Data for the task:

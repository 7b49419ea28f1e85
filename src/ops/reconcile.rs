//! Destination paths for resolved packages.
//!
//! Save mode maps external packages into the vendor root for the `vendor`
//! tool. Promote mode plans direct copies into the primary gopath.

use std::collections::BTreeMap;
use std::ffi::OsString;
use std::path::{Path, PathBuf};

use anyhow::{Context, Result};

use crate::core::Workspace;
use crate::ops::resolve::Resolution;

/// Directories `vendor` always skips, before the per-gopath entries.
pub const FIXED_IGNORE_DIRS: [&str; 3] = [".git", ".hg", ".gocfg"];

/// Map `<vendor root>/src/<import path>` to the source directory of every
/// external package.
pub fn save_mapping(ws: &Workspace, resolution: &Resolution) -> BTreeMap<PathBuf, PathBuf> {
    let vendor_src = ws.vendor_root_src();
    resolution
        .external()
        .map(|pkg| (vendor_src.join(&pkg.import_path), pkg.dir.clone()))
        .collect()
}

/// Directories `vendor` must not scan: VCS metadata, `.gocfg`, each
/// gopath's `pkg` and `bin`, then `extra`.
pub fn ignore_dirs(ws: &Workspace, extra: &[String]) -> Vec<PathBuf> {
    let mut dirs: Vec<PathBuf> = FIXED_IGNORE_DIRS.iter().map(PathBuf::from).collect();
    for gopath in ws.gopaths() {
        dirs.push(Path::new(gopath).join("pkg"));
        dirs.push(Path::new(gopath).join("bin"));
    }
    dirs.extend(extra.iter().map(PathBuf::from));
    dirs
}

/// Join ignore directories with the platform path-list separator.
pub fn join_ignore_dirs(dirs: &[PathBuf]) -> Result<OsString> {
    std::env::join_paths(dirs).context("ignore directory contains a path separator")
}

/// One package to copy into the primary gopath.
#[derive(Debug, Clone, PartialEq, Eq)]
pub struct PromoteStep {
    /// Import path being promoted
    pub import_path: String,

    /// Absolute source directory
    pub source: PathBuf,

    /// Root-relative destination directory
    pub destination: PathBuf,
}

/// Plan copies of external packages into `<primary gopath>/src/<import path>`.
///
/// Packages whose destination already exists are skipped, so applying the
/// plan twice copies nothing the second time.
pub fn promote_plan(ws: &Workspace, resolution: &Resolution) -> Vec<PromoteStep> {
    let src = Path::new(ws.primary_gopath()).join("src");
    resolution
        .external()
        .filter_map(|pkg| {
            let destination = src.join(&pkg.import_path);
            if ws.root().join(&destination).exists() {
                tracing::debug!("{} already present at {}", pkg.import_path, destination.display());
                return None;
            }
            Some(PromoteStep {
                import_path: pkg.import_path.clone(),
                source: pkg.dir.clone(),
                destination,
            })
        })
        .collect()
}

Work order: Some of the data mentions "from". Copy every line where it does.

Exercise output:
    let mut dirs: Vec<PathBuf> = FIXED_IGNORE_DIRS.iter().map(PathBuf::from).collect();
    dirs.extend(extra.iter().map(PathBuf::from));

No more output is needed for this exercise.